EXERCISE INPUT =

== Segment start ==

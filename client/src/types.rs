//! Response bodies of the remote APIs.

use serde::{Deserialize, Serialize};

use crate::error::ClientError;

/// A ledger URL reference, as found in an account's `authorities` list.
#[derive(Clone, Debug, Serialize, Deserialize)]
pub struct UrlRef {
    pub url: String,
}

/// Token account state returned by the ledger's `query` method.
#[derive(Clone, Debug, Serialize, Deserialize)]
#[serde(rename_all = "camelCase")]
pub struct TokenAccount {
    /// `tokenAccount` or `liteTokenAccount`.
    #[serde(rename = "type")]
    pub account_type: String,
    #[serde(default)]
    pub authorities: Vec<UrlRef>,
    pub url: String,
    pub token_url: String,
    /// Balance in base units, as a decimal string.
    pub balance: String,
}

impl TokenAccount {
    pub const ACCOUNT_TYPES: [&'static str; 2] = ["tokenAccount", "liteTokenAccount"];

    pub fn validate(&self) -> Result<(), ClientError> {
        if !Self::ACCOUNT_TYPES.contains(&self.account_type.as_str()) {
            return Err(ClientError::InvalidResponse(format!(
                "{} is not a token account (type {:?})",
                self.url, self.account_type
            )));
        }
        for (field, value) in [
            ("url", &self.url),
            ("tokenUrl", &self.token_url),
            ("balance", &self.balance),
        ] {
            if value.is_empty() {
                return Err(ClientError::InvalidResponse(format!(
                    "token account is missing `{field}`"
                )));
            }
        }
        Ok(())
    }
}

/// Token metadata returned by the supply API.
#[derive(Clone, Debug, Serialize, Deserialize)]
#[serde(rename_all = "camelCase")]
pub struct TokenInfo {
    pub address: String,
    pub symbol: String,
    #[serde(default)]
    pub decimals: u32,
    pub total_supply: u64,
    #[serde(default)]
    pub chain_id: u64,
    #[serde(default)]
    pub price: f64,
    #[serde(default)]
    pub updated_at: Option<String>,
}

impl TokenInfo {
    pub fn validate(&self) -> Result<(), ClientError> {
        if self.address.is_empty() {
            return Err(ClientError::InvalidResponse("token is missing `address`".into()));
        }
        if self.symbol.is_empty() {
            return Err(ClientError::InvalidResponse("token is missing `symbol`".into()));
        }
        Ok(())
    }
}

#[cfg(test)]
mod tests {
    use super::*;

    #[test]
    fn token_account_deserialization() {
        let json = r#"{
            "type": "tokenAccount",
            "authorities": [{"url": "acc://accumulated.acme/book"}],
            "url": "acc://accumulated.acme/staking-rewards",
            "tokenUrl": "acc://ACME",
            "balance": "123456789"
        }"#;
        let account: TokenAccount = serde_json::from_str(json).unwrap();
        assert_eq!(account.account_type, "tokenAccount");
        assert_eq!(account.token_url, "acc://ACME");
        assert_eq!(account.balance, "123456789");
        assert_eq!(account.authorities.len(), 1);
        assert!(account.validate().is_ok());
    }

    #[test]
    fn non_token_account_fails_validation() {
        let json = r#"{"type": "identity", "url": "acc://x", "tokenUrl": "acc://ACME", "balance": "1"}"#;
        let account: TokenAccount = serde_json::from_str(json).unwrap();
        assert!(matches!(account.validate(), Err(ClientError::InvalidResponse(_))));
    }

    #[test]
    fn empty_balance_fails_validation() {
        let json = r#"{"type": "liteTokenAccount", "url": "acc://x", "tokenUrl": "acc://ACME", "balance": ""}"#;
        let account: TokenAccount = serde_json::from_str(json).unwrap();
        assert!(account.validate().is_err());
    }

    #[test]
    fn token_info_deserialization() {
        let json = r#"{
            "address": "0x7AC168c81F4F3820Fa3F22603ce5864D6aB3C547",
            "symbol": "stACME",
            "decimals": 8,
            "totalSupply": 4200000000000,
            "chainId": 42161,
            "price": 0.031,
            "updatedAt": "2024-05-01T12:00:00Z"
        }"#;
        let token: TokenInfo = serde_json::from_str(json).unwrap();
        assert_eq!(token.total_supply, 4_200_000_000_000);
        assert_eq!(token.chain_id, 42161);
        assert!(token.validate().is_ok());
    }

    #[test]
    fn token_info_without_symbol_fails_validation() {
        let json = r#"{"address": "0xabc", "symbol": "", "totalSupply": 1}"#;
        let token: TokenInfo = serde_json::from_str(json).unwrap();
        assert!(token.validate().is_err());
    }
}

== Segment end ==

PROBLEM DESCRIPTION = Filter the records above down to the lines containing "struct".

ANSWER FOR THIS EXERCISE =
pub struct UrlRef {
pub struct TokenAccount {
pub struct TokenInfo {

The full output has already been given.